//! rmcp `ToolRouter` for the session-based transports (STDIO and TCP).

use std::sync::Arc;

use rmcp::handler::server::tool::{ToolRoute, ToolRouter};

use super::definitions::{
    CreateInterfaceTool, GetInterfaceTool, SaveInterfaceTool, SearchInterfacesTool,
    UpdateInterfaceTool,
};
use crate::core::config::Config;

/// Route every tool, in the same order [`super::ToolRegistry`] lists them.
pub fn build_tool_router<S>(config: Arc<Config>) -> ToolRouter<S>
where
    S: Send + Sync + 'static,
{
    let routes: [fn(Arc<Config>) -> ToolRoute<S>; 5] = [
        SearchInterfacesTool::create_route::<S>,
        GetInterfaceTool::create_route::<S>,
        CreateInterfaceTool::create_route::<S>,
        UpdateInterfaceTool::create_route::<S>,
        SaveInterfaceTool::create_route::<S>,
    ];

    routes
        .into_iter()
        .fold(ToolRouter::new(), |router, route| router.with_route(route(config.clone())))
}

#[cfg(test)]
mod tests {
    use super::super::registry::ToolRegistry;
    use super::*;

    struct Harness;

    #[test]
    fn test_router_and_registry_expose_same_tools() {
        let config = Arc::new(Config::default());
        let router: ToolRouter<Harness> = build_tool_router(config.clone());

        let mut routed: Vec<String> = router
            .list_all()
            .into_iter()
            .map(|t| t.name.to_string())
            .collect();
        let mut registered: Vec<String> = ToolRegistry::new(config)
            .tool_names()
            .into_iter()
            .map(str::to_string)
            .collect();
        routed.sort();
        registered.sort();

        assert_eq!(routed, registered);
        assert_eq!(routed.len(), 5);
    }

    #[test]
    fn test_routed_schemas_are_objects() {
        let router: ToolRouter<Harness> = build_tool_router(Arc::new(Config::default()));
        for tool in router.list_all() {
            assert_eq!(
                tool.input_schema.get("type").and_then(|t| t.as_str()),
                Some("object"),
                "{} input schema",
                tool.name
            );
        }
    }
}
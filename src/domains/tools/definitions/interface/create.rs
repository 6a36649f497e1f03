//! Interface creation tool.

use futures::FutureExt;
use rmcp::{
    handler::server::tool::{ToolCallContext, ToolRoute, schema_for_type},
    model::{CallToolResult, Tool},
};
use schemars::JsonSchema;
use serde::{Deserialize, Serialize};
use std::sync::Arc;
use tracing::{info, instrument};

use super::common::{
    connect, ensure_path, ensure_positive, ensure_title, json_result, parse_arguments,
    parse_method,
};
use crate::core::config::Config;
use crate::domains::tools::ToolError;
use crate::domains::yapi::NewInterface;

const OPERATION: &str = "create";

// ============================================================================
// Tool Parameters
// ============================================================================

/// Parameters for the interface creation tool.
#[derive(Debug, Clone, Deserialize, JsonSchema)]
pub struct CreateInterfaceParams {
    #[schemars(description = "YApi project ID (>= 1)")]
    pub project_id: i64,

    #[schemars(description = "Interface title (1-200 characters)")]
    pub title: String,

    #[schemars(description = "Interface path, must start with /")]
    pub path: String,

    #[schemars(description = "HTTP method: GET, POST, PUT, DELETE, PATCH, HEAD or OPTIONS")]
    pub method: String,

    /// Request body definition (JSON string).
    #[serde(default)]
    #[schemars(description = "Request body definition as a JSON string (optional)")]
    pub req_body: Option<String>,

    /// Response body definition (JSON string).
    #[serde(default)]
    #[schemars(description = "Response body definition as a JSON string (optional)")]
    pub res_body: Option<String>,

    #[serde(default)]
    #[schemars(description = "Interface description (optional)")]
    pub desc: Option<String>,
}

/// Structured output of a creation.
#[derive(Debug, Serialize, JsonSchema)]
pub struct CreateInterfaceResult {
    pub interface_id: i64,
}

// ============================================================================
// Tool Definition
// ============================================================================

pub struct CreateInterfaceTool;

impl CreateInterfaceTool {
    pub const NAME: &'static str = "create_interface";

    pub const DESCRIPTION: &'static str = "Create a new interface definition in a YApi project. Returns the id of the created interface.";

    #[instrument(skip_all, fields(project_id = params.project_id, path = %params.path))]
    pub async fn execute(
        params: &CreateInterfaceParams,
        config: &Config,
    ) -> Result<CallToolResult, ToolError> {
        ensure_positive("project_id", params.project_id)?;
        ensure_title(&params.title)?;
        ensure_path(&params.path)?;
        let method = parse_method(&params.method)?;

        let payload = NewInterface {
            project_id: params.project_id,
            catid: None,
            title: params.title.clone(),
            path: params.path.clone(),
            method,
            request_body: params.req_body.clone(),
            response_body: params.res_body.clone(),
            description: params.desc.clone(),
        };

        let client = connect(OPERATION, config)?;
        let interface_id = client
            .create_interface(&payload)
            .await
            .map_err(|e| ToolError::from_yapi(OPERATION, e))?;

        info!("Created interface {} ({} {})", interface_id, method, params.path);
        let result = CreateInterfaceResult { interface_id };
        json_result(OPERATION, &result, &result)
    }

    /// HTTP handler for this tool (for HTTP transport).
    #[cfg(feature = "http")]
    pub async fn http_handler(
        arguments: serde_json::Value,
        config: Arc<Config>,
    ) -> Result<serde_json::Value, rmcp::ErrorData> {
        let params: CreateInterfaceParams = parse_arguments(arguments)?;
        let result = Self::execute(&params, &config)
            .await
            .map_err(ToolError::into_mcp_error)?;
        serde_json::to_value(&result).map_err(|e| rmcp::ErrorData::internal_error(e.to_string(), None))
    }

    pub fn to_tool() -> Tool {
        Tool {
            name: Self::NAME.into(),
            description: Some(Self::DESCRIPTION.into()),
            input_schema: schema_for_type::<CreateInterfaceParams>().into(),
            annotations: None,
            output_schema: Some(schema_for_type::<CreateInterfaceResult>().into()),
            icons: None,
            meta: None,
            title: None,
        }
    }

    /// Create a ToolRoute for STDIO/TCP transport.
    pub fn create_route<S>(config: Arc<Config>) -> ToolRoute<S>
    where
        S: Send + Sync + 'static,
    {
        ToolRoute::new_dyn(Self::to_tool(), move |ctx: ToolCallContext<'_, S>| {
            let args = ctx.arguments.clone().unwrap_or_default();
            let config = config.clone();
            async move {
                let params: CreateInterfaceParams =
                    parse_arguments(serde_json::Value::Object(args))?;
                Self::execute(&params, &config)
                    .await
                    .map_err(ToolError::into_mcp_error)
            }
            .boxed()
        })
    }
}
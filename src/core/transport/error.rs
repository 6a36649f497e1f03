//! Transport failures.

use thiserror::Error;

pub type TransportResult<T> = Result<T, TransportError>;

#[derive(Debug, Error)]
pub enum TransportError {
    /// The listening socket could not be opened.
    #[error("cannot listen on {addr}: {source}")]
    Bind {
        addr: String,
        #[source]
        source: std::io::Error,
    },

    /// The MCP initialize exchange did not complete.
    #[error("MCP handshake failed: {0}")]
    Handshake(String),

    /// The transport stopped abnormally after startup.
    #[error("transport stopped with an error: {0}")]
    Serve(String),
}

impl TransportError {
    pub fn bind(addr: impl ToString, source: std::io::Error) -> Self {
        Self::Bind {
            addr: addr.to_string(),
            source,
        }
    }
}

◇ ◇ ◇ ◇

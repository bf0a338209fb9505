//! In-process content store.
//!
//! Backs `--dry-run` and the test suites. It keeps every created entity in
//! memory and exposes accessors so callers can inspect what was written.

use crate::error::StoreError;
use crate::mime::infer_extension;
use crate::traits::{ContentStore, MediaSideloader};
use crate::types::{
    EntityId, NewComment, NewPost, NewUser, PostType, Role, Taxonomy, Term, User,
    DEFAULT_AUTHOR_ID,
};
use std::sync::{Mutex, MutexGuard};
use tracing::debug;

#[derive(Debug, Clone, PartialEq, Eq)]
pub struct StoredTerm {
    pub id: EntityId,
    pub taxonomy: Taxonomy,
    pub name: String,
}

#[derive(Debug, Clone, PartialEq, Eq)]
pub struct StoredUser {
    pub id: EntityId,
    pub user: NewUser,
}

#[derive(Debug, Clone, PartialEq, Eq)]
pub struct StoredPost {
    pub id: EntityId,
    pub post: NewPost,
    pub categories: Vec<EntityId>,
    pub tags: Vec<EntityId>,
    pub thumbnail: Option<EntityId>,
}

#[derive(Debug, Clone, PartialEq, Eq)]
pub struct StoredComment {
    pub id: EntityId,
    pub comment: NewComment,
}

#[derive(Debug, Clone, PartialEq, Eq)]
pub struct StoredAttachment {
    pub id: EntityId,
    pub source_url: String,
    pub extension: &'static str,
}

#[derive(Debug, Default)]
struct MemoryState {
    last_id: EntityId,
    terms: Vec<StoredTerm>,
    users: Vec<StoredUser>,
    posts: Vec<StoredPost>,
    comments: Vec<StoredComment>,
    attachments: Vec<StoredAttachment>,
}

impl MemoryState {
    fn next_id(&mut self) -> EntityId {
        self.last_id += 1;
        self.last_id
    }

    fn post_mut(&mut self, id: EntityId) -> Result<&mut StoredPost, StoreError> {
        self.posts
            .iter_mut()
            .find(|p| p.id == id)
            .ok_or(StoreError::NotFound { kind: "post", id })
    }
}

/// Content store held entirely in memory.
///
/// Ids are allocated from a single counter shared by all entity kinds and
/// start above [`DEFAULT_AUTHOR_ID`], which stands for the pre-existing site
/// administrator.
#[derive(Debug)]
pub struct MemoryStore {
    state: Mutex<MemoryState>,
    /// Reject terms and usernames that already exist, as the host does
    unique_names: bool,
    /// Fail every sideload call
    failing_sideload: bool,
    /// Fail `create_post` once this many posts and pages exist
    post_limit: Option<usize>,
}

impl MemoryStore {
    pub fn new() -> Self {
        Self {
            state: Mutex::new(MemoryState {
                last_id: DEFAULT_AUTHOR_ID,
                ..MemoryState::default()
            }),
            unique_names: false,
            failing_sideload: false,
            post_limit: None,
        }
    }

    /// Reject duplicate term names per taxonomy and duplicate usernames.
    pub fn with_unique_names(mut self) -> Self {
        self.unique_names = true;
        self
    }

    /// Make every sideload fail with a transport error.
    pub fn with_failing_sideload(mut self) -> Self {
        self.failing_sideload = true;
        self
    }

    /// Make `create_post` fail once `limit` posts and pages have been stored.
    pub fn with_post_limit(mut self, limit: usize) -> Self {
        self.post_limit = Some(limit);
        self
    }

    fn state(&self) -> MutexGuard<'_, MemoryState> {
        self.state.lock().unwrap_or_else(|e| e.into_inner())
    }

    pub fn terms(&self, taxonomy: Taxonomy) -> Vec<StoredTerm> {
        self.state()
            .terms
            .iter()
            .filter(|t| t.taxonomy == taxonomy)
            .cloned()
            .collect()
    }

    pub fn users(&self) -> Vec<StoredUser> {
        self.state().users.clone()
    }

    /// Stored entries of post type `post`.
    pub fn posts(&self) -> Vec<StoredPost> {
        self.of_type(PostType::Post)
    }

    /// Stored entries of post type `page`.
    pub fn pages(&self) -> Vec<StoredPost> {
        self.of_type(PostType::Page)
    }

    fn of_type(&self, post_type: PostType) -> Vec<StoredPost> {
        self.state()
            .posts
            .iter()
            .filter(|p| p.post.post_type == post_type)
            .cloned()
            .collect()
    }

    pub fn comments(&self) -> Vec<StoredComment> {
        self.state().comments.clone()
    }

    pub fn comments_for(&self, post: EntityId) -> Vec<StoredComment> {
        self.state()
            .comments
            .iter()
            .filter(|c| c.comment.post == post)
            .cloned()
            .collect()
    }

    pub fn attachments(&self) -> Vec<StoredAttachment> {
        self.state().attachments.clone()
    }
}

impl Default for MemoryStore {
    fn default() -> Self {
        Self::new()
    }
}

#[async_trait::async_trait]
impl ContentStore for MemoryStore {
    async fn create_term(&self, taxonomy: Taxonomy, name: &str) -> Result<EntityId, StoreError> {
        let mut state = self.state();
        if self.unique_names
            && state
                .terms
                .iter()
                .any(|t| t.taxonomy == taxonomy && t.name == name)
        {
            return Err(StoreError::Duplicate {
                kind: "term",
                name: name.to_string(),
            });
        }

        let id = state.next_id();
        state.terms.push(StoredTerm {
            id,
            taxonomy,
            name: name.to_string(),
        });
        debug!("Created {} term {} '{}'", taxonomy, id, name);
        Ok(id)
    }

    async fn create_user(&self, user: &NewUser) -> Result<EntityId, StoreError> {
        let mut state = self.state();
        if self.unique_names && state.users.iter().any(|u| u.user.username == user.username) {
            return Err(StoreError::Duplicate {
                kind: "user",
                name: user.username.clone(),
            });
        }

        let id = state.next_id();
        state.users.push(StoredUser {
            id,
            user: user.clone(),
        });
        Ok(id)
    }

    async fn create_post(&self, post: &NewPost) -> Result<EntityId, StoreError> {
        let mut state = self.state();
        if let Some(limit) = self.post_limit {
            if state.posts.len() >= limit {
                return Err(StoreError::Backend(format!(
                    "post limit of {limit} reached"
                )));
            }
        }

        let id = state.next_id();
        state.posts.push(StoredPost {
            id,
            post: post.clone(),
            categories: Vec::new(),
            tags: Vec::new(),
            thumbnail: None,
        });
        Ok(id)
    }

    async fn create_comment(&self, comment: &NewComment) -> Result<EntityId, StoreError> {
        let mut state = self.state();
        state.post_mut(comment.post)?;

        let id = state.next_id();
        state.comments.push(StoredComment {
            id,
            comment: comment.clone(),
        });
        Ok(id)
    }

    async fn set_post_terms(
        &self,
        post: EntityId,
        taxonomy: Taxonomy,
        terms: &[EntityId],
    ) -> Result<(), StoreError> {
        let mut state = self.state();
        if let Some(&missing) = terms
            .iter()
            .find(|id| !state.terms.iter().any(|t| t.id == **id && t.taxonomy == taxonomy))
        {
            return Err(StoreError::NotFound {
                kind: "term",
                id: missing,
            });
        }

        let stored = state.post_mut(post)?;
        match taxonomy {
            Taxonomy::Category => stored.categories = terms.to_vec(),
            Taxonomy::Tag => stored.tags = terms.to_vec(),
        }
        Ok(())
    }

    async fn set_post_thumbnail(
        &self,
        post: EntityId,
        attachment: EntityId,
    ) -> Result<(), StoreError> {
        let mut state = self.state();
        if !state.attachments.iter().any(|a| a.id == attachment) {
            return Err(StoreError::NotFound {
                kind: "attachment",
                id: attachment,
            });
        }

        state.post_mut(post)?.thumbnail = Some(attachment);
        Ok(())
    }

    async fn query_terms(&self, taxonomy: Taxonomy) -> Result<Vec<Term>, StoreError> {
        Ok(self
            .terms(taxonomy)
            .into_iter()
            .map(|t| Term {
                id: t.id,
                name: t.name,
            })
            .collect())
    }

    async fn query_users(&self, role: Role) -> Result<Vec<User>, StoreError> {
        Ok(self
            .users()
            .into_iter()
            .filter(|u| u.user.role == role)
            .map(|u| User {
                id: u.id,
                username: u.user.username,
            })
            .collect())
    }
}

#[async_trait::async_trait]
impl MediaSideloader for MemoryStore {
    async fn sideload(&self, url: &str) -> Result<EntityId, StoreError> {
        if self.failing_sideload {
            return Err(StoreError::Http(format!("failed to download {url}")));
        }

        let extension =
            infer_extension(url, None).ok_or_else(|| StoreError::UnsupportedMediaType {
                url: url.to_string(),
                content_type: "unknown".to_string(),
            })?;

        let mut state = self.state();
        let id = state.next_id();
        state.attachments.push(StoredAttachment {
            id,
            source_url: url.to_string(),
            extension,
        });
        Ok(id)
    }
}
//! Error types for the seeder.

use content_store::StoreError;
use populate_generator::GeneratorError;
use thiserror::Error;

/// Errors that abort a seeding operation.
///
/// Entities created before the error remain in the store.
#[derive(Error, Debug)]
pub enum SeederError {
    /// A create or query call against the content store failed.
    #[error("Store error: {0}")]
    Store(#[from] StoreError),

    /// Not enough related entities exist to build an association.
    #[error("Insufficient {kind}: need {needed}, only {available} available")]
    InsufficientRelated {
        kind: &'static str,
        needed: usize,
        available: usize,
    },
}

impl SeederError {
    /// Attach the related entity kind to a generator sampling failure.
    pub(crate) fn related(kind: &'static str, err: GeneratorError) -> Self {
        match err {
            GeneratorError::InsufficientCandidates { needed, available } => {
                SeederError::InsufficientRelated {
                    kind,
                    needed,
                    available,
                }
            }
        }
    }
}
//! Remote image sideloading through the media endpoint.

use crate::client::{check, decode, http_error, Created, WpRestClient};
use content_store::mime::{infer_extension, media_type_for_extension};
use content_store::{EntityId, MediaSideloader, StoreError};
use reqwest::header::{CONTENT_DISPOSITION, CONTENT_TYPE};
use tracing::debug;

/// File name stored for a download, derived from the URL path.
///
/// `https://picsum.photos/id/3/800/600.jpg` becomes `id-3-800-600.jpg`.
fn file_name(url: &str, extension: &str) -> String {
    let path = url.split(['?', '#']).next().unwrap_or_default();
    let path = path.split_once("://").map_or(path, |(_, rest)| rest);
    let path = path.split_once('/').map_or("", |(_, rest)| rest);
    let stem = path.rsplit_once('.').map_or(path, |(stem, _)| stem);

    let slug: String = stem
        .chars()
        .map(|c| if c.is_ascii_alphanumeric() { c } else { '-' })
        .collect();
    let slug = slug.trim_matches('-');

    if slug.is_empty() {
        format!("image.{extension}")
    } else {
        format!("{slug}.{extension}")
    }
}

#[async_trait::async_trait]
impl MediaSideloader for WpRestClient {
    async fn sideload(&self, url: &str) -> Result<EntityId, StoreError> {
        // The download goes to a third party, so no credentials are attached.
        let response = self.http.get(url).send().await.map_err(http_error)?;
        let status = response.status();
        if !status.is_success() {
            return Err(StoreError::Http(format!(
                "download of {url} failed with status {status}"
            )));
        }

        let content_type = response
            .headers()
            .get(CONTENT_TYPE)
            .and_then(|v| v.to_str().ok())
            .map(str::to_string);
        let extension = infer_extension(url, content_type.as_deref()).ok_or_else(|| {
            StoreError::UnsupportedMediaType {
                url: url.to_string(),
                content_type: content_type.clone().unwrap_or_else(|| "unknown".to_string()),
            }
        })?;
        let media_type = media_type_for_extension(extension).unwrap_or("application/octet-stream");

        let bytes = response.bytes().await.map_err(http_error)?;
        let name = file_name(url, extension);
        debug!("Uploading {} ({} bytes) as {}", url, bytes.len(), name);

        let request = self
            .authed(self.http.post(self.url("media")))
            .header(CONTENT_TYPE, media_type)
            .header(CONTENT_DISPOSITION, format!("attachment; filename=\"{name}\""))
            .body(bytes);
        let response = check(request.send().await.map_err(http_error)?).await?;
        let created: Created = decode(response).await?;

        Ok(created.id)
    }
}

◇ ◇ ◇ ◇

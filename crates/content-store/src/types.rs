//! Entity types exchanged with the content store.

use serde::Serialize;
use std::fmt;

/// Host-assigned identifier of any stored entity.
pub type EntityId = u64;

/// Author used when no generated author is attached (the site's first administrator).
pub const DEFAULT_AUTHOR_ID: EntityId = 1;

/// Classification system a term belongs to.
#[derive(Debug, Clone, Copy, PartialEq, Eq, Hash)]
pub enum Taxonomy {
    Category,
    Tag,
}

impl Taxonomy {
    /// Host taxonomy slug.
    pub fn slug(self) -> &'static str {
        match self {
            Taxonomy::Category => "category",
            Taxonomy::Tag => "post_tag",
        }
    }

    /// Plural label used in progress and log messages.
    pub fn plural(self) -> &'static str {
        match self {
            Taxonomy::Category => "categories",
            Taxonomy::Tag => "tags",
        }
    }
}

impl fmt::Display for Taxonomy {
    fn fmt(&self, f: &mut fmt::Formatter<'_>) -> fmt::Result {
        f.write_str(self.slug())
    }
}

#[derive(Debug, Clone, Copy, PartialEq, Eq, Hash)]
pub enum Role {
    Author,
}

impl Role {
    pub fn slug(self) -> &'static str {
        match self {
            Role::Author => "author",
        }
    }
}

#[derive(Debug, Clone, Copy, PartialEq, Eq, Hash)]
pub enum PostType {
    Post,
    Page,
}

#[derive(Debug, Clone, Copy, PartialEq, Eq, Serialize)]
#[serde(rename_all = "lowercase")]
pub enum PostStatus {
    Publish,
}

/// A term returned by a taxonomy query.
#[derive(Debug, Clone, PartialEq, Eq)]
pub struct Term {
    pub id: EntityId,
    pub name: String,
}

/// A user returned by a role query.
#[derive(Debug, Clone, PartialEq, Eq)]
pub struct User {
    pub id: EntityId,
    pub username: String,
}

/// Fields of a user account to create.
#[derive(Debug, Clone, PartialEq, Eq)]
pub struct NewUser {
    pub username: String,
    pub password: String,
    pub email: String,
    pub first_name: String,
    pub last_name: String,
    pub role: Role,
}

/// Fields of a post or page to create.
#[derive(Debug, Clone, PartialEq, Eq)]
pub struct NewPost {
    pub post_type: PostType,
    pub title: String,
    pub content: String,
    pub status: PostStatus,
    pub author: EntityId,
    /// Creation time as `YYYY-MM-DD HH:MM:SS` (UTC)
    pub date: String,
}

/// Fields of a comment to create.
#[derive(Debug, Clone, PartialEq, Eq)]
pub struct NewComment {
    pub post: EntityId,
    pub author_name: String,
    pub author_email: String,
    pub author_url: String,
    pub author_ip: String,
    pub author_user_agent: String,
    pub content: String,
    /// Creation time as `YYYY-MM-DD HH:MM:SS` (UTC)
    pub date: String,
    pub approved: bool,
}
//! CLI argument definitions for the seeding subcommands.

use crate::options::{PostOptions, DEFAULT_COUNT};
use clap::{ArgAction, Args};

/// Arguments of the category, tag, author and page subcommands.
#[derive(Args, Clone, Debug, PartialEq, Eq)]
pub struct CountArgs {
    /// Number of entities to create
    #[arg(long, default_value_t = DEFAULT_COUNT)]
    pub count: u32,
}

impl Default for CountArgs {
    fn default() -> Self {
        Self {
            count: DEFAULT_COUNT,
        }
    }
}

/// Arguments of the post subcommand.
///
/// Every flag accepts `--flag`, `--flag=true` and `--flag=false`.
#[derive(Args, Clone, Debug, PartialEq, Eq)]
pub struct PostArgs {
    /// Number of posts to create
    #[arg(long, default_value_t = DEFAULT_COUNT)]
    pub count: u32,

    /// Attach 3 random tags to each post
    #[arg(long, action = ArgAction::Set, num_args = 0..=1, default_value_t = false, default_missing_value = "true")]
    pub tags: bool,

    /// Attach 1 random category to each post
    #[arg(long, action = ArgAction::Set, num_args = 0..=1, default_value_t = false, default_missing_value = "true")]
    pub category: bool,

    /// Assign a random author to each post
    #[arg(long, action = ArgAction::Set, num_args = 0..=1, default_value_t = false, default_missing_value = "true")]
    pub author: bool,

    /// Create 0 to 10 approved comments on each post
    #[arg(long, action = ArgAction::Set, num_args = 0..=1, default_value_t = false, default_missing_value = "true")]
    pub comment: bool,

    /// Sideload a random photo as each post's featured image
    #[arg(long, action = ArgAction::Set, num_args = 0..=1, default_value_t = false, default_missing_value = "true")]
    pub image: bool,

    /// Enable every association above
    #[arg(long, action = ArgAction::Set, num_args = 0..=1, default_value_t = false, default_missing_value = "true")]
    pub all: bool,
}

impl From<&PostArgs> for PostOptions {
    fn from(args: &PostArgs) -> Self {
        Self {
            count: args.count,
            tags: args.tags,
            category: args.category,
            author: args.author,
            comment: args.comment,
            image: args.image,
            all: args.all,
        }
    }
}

◇ ◇ ◇ ◇

## What needs to be done:
The listing above holds a line with "struct Harness;" and a line with "use crate::domains::yapi::NewInterface;". Print the stretch from the first through the second, exactly and alone.

## Solution below:
    struct Harness;

    #[test]
    fn test_router_and_registry_expose_same_tools() {
        let config = Arc::new(Config::default());
        let router: ToolRouter<Harness> = build_tool_router(config.clone());

        let mut routed: Vec<String> = router
            .list_all()
            .into_iter()
            .map(|t| t.name.to_string())
            .collect();
        let mut registered: Vec<String> = ToolRegistry::new(config)
            .tool_names()
            .into_iter()
            .map(str::to_string)
            .collect();
        routed.sort();
        registered.sort();

        assert_eq!(routed, registered);
        assert_eq!(routed.len(), 5);
    }

    #[test]
    fn test_routed_schemas_are_objects() {
        let router: ToolRouter<Harness> = build_tool_router(Arc::new(Config::default()));
        for tool in router.list_all() {
            assert_eq!(
                tool.input_schema.get("type").and_then(|t| t.as_str()),
                Some("object"),
                "{} input schema",
                tool.name
            );
        }
    }
}
filename src/domains/tools/definitions/interface/create.rs
repository 6a36649f497e1f03
//! Interface creation tool.

use futures::FutureExt;
use rmcp::{
    handler::server::tool::{ToolCallContext, ToolRoute, schema_for_type},
    model::{CallToolResult, Tool},
};
use schemars::JsonSchema;
use serde::{Deserialize, Serialize};
use std::sync::Arc;
use tracing::{info, instrument};

use super::common::{
    connect, ensure_path, ensure_positive, ensure_title, json_result, parse_arguments,
    parse_method,
};
use crate::core::config::Config;
use crate::domains::tools::ToolError;
use crate::domains::yapi::NewInterface;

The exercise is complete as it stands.